- Data Privacy & Compliance
- January 17, 2026
DPDP Act 2023 Explained: A Complete Guide for Businesses in India
If you run a business that collects even basic customer information — a name, a phone number, an email address — the DPDP Act 2023 now applies to you. The Digital Personal Data Protection Act, passed in August 2023, is India’s first comprehensive law governing how personal data is collected, stored, processed, and shared. For years, Indian businesses operated in a gray area shaped loosely by IT Rules and sector-specific guidelines. That gray area is closing fast, and companies that haven’t started preparing are already behind.
At D2i Technology, we work with businesses across sectors to build digital products that are both accessible and compliant, so we’ve spent a good amount of time unpacking what this law actually requires. This guide walks through what the DPDP Act 2023 covers, who it applies to, what compliance looks like in practice, and where most businesses tend to trip up — with insights drawn from our own client work at D2i Technology.

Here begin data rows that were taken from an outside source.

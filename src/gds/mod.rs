// SPDX-License-Identifier: MIT
// SPDX-FileCopyrightText: 2025 Huang Rui <vowstar@gmail.com>

use serde::{Deserialize, Serialize};

/// Record type bytes consumed by the dispatcher.
pub mod record_type {
    pub const HEADER: u8 = 0x00;
    pub const BGNLIB: u8 = 0x01;
    pub const LIBNAME: u8 = 0x02;
    pub const UNITS: u8 = 0x03;
    pub const ENDLIB: u8 = 0x04;
    pub const BGNSTR: u8 = 0x05;
    pub const STRNAME: u8 = 0x06;
    pub const ENDSTR: u8 = 0x07;
    pub const BOUNDARY: u8 = 0x08;
    pub const PATH: u8 = 0x09;
    pub const SREF: u8 = 0x0A;
    pub const AREF: u8 = 0x0B;
    pub const TEXT: u8 = 0x0C;
    pub const LAYER: u8 = 0x0D;
    pub const DATATYPE: u8 = 0x0E;
    pub const WIDTH: u8 = 0x0F;
    pub const XY: u8 = 0x10;
    pub const ENDEL: u8 = 0x11;
    pub const NODE: u8 = 0x15;
    pub const TEXTTYPE: u8 = 0x16;
    pub const STRING: u8 = 0x19;
    pub const BOX: u8 = 0x2D;

    /// Mnemonic used in diagnostics.
    pub fn name(record_type: u8) -> &'static str {
        match record_type {
            HEADER => "HEADER",
            BGNLIB => "BGNLIB",
            LIBNAME => "LIBNAME",
            UNITS => "UNITS",
            ENDLIB => "ENDLIB",
            BGNSTR => "BGNSTR",
            STRNAME => "STRNAME",
            ENDSTR => "ENDSTR",
            BOUNDARY => "BOUNDARY",
            PATH => "PATH",
            SREF => "SREF",
            AREF => "AREF",
            TEXT => "TEXT",
            LAYER => "LAYER",
            DATATYPE => "DATATYPE",
            WIDTH => "WIDTH",
            XY => "XY",
            ENDEL => "ENDEL",
            NODE => "NODE",
            TEXTTYPE => "TEXTTYPE",
            STRING => "STRING",
            BOX => "BOX",
            _ => "unknown",
        }
    }
}

/// Payload encoding declared in the fourth header byte.
#[derive(Debug, Clone, Copy, PartialEq, Eq, Serialize, Deserialize)]
pub enum DataToken {
    NoData,
    BitArray16,
    Int16,
    Int32,
    Real4,
    Sem8,
    AsciiString,
}

impl DataToken {
    pub fn from_byte(byte: u8) -> Option<Self> {
        match byte {
            0x00 => Some(DataToken::NoData),
            0x01 => Some(DataToken::BitArray16),
            0x02 => Some(DataToken::Int16),
            0x03 => Some(DataToken::Int32),
            0x04 => Some(DataToken::Real4),
            0x05 => Some(DataToken::Sem8),
            0x06 => Some(DataToken::AsciiString),
            _ => None,
        }
    }

    /// Size in bytes of one payload element. `Real4` is never read, so it
    /// reports its nominal width.
    pub fn element_size(self) -> usize {
        match self {
            DataToken::NoData => 0,
            DataToken::BitArray16 | DataToken::Int16 => 2,
            DataToken::Int32 | DataToken::Real4 => 4,
            DataToken::Sem8 => 8,
            DataToken::AsciiString => 1,
        }
    }
}

#[derive(Debug, Clone, Copy, PartialEq, Eq, Serialize, Deserialize)]
pub struct RecordHeader {
    /// Payload bytes, header excluded.
    pub length: u16,
    pub record_type: u8,
    pub data_token: DataToken,
}

/// Raw coordinate in database units.
#[derive(Debug, Clone, Copy, PartialEq, Eq, Serialize, Deserialize)]
pub struct Point {
    pub x: i32,
    pub y: i32,
}

#[derive(Debug, Clone, Copy, PartialEq, Serialize, Deserialize)]
pub struct BoundingBox {
    pub min_x: f64,
    pub min_y: f64,
    pub max_x: f64,
    pub max_y: f64,
}

impl BoundingBox {
    pub fn from_points(points: &[(f64, f64)]) -> Option<Self> {
        let (&(x0, y0), rest) = points.split_first()?;
        let mut bbox = BoundingBox {
            min_x: x0,
            min_y: y0,
            max_x: x0,
            max_y: y0,
        };
        for &(x, y) in rest {
            bbox.min_x = bbox.min_x.min(x);
            bbox.min_y = bbox.min_y.min(y);
            bbox.max_x = bbox.max_x.max(x);
            bbox.max_y = bbox.max_y.max(y);
        }
        Some(bbox)
    }

    pub fn union(&self, other: &BoundingBox) -> BoundingBox {
        BoundingBox {
            min_x: self.min_x.min(other.min_x),
            min_y: self.min_y.min(other.min_y),
            max_x: self.max_x.max(other.max_x),
            max_y: self.max_y.max(other.max_y),
        }
    }

    pub fn width(&self) -> f64 {
        self.max_x - self.min_x
    }

    pub fn height(&self) -> f64 {
        self.max_y - self.min_y
    }
}

/// Grow `target` to cover `other`.
pub(crate) fn enlarge(target: &mut Option<BoundingBox>, other: Option<BoundingBox>) {
    if let Some(other) = other {
        let merged = match *target {
            Some(current) => current.union(&other),
            None => other,
        };
        *target = Some(merged);
    }
}

#[derive(Debug, Clone, PartialEq, Serialize, Deserialize)]
pub struct Polygon {
    pub layer: u16,
    /// Closed outline in user units; the closing point is not repeated.
    pub points: Vec<(f64, f64)>,
}

impl Polygon {
    /// Shoelace signed area, positive for counter-clockwise outlines.
    pub fn signed_area(&self) -> f64 {
        let n = self.points.len();
        if n < 3 {
            return 0.0;
        }
        let mut sum = 0.0;
        for i in 0..n {
            let (x0, y0) = self.points[i];
            let (x1, y1) = self.points[(i + 1) % n];
            sum += x0 * y1 - x1 * y0;
        }
        sum / 2.0
    }

    pub fn bounding_box(&self) -> Option<BoundingBox> {
        BoundingBox::from_points(&self.points)
    }
}

#[derive(Debug, Clone, Copy, PartialEq, Serialize, Deserialize)]
pub struct UnitsFactor {
    /// Size of a database unit in user units.
    pub user_to_db: f64,
    /// Size of a database unit in meters.
    pub db_to_metric: f64,
}

/// Timestamp as stored in BGNLIB/BGNSTR.
#[derive(Debug, Clone, Copy, Default, PartialEq, Eq, Serialize, Deserialize)]
pub struct GdsDate {
    pub year: i16,
    pub month: i16,
    pub day: i16,
    pub hour: i16,
    pub minute: i16,
    pub second: i16,
}

impl GdsDate {
    pub fn from_fields(fields: &[i16]) -> Option<Self> {
        match fields {
            &[year, month, day, hour, minute, second] => Some(GdsDate {
                year,
                month,
                day,
                hour,
                minute,
                second,
            }),
            _ => None,
        }
    }
}

#[derive(Debug, Clone, PartialEq, Serialize, Deserialize)]
pub struct TextLabel {
    pub string: String,
    pub x: f64,
    pub y: f64,
    pub layer: u16,
    pub text_type: u16,
}

#[derive(Debug, Clone, Default, PartialEq, Serialize, Deserialize)]
pub struct Structure {
    pub name: String,
    pub modified: GdsDate,
    pub accessed: GdsDate,
    pub polygons: Vec<Polygon>,
    pub labels: Vec<TextLabel>,
    pub bounds: Option<BoundingBox>,
}

#[derive(Debug, Clone, Default, PartialEq, Serialize, Deserialize)]
pub struct Library {
    /// Stream version from the HEADER record (600 for release 6).
    pub version: Option<i16>,
    pub name: String,
    pub modified: GdsDate,
    pub accessed: GdsDate,
    pub units: Option<UnitsFactor>,
    pub structures: Vec<Structure>,
    pub bounds: Option<BoundingBox>,
}

impl Library {
    pub fn structure(&self, name: &str) -> Option<&Structure> {
        self.structures.iter().find(|s| s.name == name)
    }
}

pub mod codec;
pub mod parser;
pub mod reader;
pub mod record;
pub mod sink;
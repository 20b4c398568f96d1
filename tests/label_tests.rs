//! Text label extraction tests

mod common;

use common::*;
use gdsii_reader::gds::record_type::*;
use gdsii_reader::{
    parse_full, parse_label_columns, parse_labels, GdsError, ParseOptions, TextLabel,
};

fn labels(bytes: &[u8], pattern: Option<&str>) -> Vec<TextLabel> {
    parse_labels(bytes, pattern, &ParseOptions::default()).unwrap()
}

fn strings(labels: &[TextLabel]) -> Vec<&str> {
    labels.iter().map(|l| l.string.as_str()).collect()
}

fn named_labels(names: &[&str]) -> Vec<u8> {
    let mut builder = GdsBuilder::new().library("LIB").begin_structure("TOP");
    for (i, name) in names.iter().enumerate() {
        builder = builder.text(1, 0, (i as i32 * 100, 0), name);
    }
    builder.end_structure().end_library().build()
}

#[test]
fn test_end_to_end_single_label() {
    let bytes = GdsBuilder::new()
        .header()
        .begin_library()
        .units(0.001, 1e-9)
        .begin_structure("TOP")
        .no_data(TEXT)
        .i16s(LAYER, &[5])
        .points(&[(1000, 2000)])
        .i16s(TEXTTYPE, &[0])
        .ascii(STRING, "M1")
        .no_data(ENDEL)
        .end_structure()
        .end_library()
        .build();

    let result = labels(&bytes, Some(""));
    assert_eq!(
        result,
        vec![TextLabel {
            string: "M1".to_string(),
            x: 1.0,
            y: 2.0,
            layer: 5,
            text_type: 0,
        }]
    );
}

#[test]
fn test_identical_labels_are_deduplicated() {
    let bytes = GdsBuilder::new()
        .library("LIB")
        .begin_structure("TOP")
        .text(5, 0, (1000, 2000), "VDD")
        .text(5, 0, (1000, 2000), "VDD")
        .end_structure()
        .end_library()
        .build();

    assert_eq!(labels(&bytes, None).len(), 1);
}

#[test]
fn test_labels_differing_in_one_field_are_kept() {
    let bytes = GdsBuilder::new()
        .library("LIB")
        .begin_structure("TOP")
        .text(5, 0, (1000, 2000), "VDD")
        .text(6, 0, (1000, 2000), "VDD")
        .text(5, 1, (1000, 2000), "VDD")
        .text(5, 0, (1000, 2001), "VDD")
        .text(5, 0, (1000, 2000), "VSS")
        .end_structure()
        .end_library()
        .build();

    assert_eq!(labels(&bytes, None).len(), 5);
}

#[test]
fn test_empty_pattern_accepts_all() {
    let bytes = named_labels(&["ALPHA", "BETA", "ABC", "GAMMA_A"]);
    assert_eq!(labels(&bytes, Some("")).len(), 4);
    assert_eq!(labels(&bytes, None).len(), 4);
}

#[test]
fn test_single_char_pattern_matches_first_character() {
    let bytes = named_labels(&["ALPHA", "BETA", "ABC", "GAMMA_A"]);
    assert_eq!(strings(&labels(&bytes, Some("A"))), vec!["ALPHA", "ABC"]);
}

#[test]
fn test_longer_pattern_is_regex_search() {
    let bytes = named_labels(&["ALPHA", "BETA", "ABC", "GAMMA_A"]);
    assert_eq!(strings(&labels(&bytes, Some("ET"))), vec!["BETA"]);
    assert_eq!(strings(&labels(&bytes, Some("^G.*A$"))), vec!["GAMMA_A"]);
    assert_eq!(
        strings(&labels(&bytes, Some("^A(LPHA|BC)$"))),
        vec!["ALPHA", "ABC"]
    );
}

#[test]
fn test_invalid_pattern_is_reported() {
    let bytes = named_labels(&["ALPHA"]);
    let result = parse_labels(&bytes[..], Some("(("), &ParseOptions::default());
    assert!(matches!(result, Err(GdsError::InvalidPattern(_))));
}

#[test]
fn test_labels_from_all_structures() {
    let bytes = GdsBuilder::new()
        .library("LIB")
        .begin_structure("A")
        .text(1, 0, (0, 0), "IN")
        .end_structure()
        .begin_structure("B")
        .boundary(2, &SQUARE_CCW)
        .text(1, 0, (0, 0), "OUT")
        .end_structure()
        .end_library()
        .build();

    assert_eq!(strings(&labels(&bytes, None)), vec!["IN", "OUT"]);
}

#[test]
fn test_string_outside_text_is_ignored() {
    let bytes = GdsBuilder::new()
        .library("LIB")
        .begin_structure("TOP")
        .ascii(STRING, "STRAY")
        .text(1, 0, (0, 0), "REAL")
        .end_structure()
        .end_library()
        .build();

    assert_eq!(strings(&labels(&bytes, None)), vec!["REAL"]);
}

#[test]
fn test_second_string_in_text_is_ignored() {
    let bytes = GdsBuilder::new()
        .library("LIB")
        .begin_structure("TOP")
        .no_data(TEXT)
        .i16s(LAYER, &[1])
        .points(&[(0, 0)])
        .ascii(STRING, "FIRST")
        .ascii(STRING, "SECOND")
        .no_data(ENDEL)
        .end_structure()
        .end_library()
        .build();

    assert_eq!(strings(&labels(&bytes, None)), vec!["FIRST"]);
}

#[test]
fn test_attributes_reset_between_texts() {
    let bytes = GdsBuilder::new()
        .library("LIB")
        .begin_structure("TOP")
        .text(7, 3, (500, 500), "FIRST")
        .no_data(TEXT)
        .ascii(STRING, "BARE")
        .no_data(ENDEL)
        .end_structure()
        .end_library()
        .build();

    let result = labels(&bytes, None);
    assert_eq!(result[1].string, "BARE");
    assert_eq!((result[1].layer, result[1].text_type), (0, 0));
    assert_eq!((result[1].x, result[1].y), (0.0, 0.0));
}

#[test]
fn test_stream_may_end_after_structures_close() {
    let bytes = GdsBuilder::new()
        .library("LIB")
        .begin_structure("TOP")
        .text(1, 0, (0, 0), "PAD")
        .end_structure()
        .build();

    assert_eq!(strings(&labels(&bytes, None)), vec!["PAD"]);
    assert!(matches!(
        parse_full(&bytes[..], &ParseOptions::default()),
        Err(GdsError::TruncatedStream { .. })
    ));
}

#[test]
fn test_stream_ending_inside_structure_is_truncated() {
    let bytes = GdsBuilder::new()
        .library("LIB")
        .begin_structure("TOP")
        .text(1, 0, (0, 0), "PAD")
        .build();

    let result = parse_labels(&bytes[..], None, &ParseOptions::default());
    assert!(matches!(result, Err(GdsError::TruncatedStream { .. })), "{result:?}");
}

#[test]
fn test_empty_stream_is_truncated() {
    let result = parse_labels(std::io::empty(), None, &ParseOptions::default());
    assert!(matches!(result, Err(GdsError::TruncatedStream { offset: 0, .. })), "{result:?}");
}

#[test]
fn test_stream_with_only_header_is_truncated() {
    let bytes = GdsBuilder::new().header().build();
    let result = parse_labels(&bytes[..], None, &ParseOptions::default());
    assert!(matches!(result, Err(GdsError::TruncatedStream { offset: 6, .. })), "{result:?}");
}

#[test]
fn test_malformed_record_yields_no_labels() {
    let bytes = GdsBuilder::new()
        .library("LIB")
        .begin_structure("TOP")
        .text(1, 0, (0, 0), "PAD")
        .record(ENDSTR, NO_DATA, &[0, 0])
        .end_library()
        .build();

    let result = parse_labels(&bytes[..], None, &ParseOptions::default());
    assert!(matches!(result, Err(GdsError::Protocol { .. })), "{result:?}");
}

#[test]
fn test_columns_have_equal_length() {
    let bytes = named_labels(&["A1", "A2", "B1"]);
    let columns = parse_label_columns(&bytes[..], Some("A"), &ParseOptions::default()).unwrap();

    assert_eq!(columns.len(), 2);
    assert_eq!(columns.strings(), &["A1".to_string(), "A2".to_string()]);
    assert_eq!(columns.xs(), &[0.0, 0.1]);
    assert_eq!(columns.ys().len(), 2);
    assert_eq!(columns.layers(), &[1, 1]);
    assert_eq!(columns.text_types(), &[0, 0]);
}
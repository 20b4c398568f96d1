// SPDX-License-Identifier: MIT
// SPDX-FileCopyrightText: 2025 Huang Rui <vowstar@gmail.com>

//! Error types for GDSII stream decoding
//!
//! Every record-level failure carries the record type and the byte offset of
//! the record header, so a broken file can be inspected with a hex dump.

use thiserror::Error;

#[derive(Debug, Error)]
pub enum GdsError {
    #[error("protocol error in record 0x{record_type:02X} at offset {offset}: {message}")]
    Protocol {
        offset: u64,
        record_type: u8,
        message: String,
    },

    #[error("record 0x{record_type:02X} at offset {offset} uses the 4-byte real data token, which GDSII does not use")]
    UnsupportedToken { offset: u64, record_type: u8 },

    #[error("record 0x{record_type:02X} at offset {offset} has {length} payload bytes, not a multiple of {element_size}")]
    MalformedLength {
        offset: u64,
        record_type: u8,
        length: usize,
        element_size: usize,
    },

    #[error("element record 0x{record_type:02X} at offset {offset} opened while another element is still open")]
    NestedElement { offset: u64, record_type: u8 },

    #[error("element closed by record 0x{record_type:02X} at offset {offset} without any coordinates")]
    EmptyElement { offset: u64, record_type: u8 },

    #[error("record 0x{record_type:02X} at offset {offset} carries {length} date bytes, expected two 12-byte dates")]
    DateFormat {
        offset: u64,
        record_type: u8,
        length: usize,
    },

    #[error("stream truncated at offset {offset}: {context}")]
    TruncatedStream { offset: u64, context: String },

    #[error("value {value} is outside the range of the 8-byte GDSII real")]
    Range { value: f64 },

    #[error("invalid label pattern: {0}")]
    InvalidPattern(#[from] regex::Error),

    #[error("I/O error: {0}")]
    Io(#[from] std::io::Error),
}

impl GdsError {
    pub(crate) fn protocol(offset: u64, record_type: u8, message: impl Into<String>) -> Self {
        GdsError::Protocol {
            offset,
            record_type,
            message: message.into(),
        }
    }
}

pub type Result<T> = std::result::Result<T, GdsError>;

What Is the DPDP Act 2023?
The Digital Personal Data Protection Act, 2023 is India’s dedicated data privacy legislation. It replaces the patchwork of rules that previously governed personal data under the Information Technology Act, 2000, and introduces a structured framework built around consent, purpose limitation, and accountability.
At its core, the law recognizes two parties: the Data Principal (the individual whose data is collected) and the Data Fiduciary (the entity that decides why and how that data is processed). If your business collects personal data — through a website form, a mobile app, a CRM, or even a WhatsApp inquiry — you are very likely a Data Fiduciary under this law.
Why This Law Matters Now
A few things make 2023-24 a genuine turning point rather than another compliance formality:
- India has over 800 million internet users, and digital transactions touch nearly every sector, from retail to healthcare to fintech.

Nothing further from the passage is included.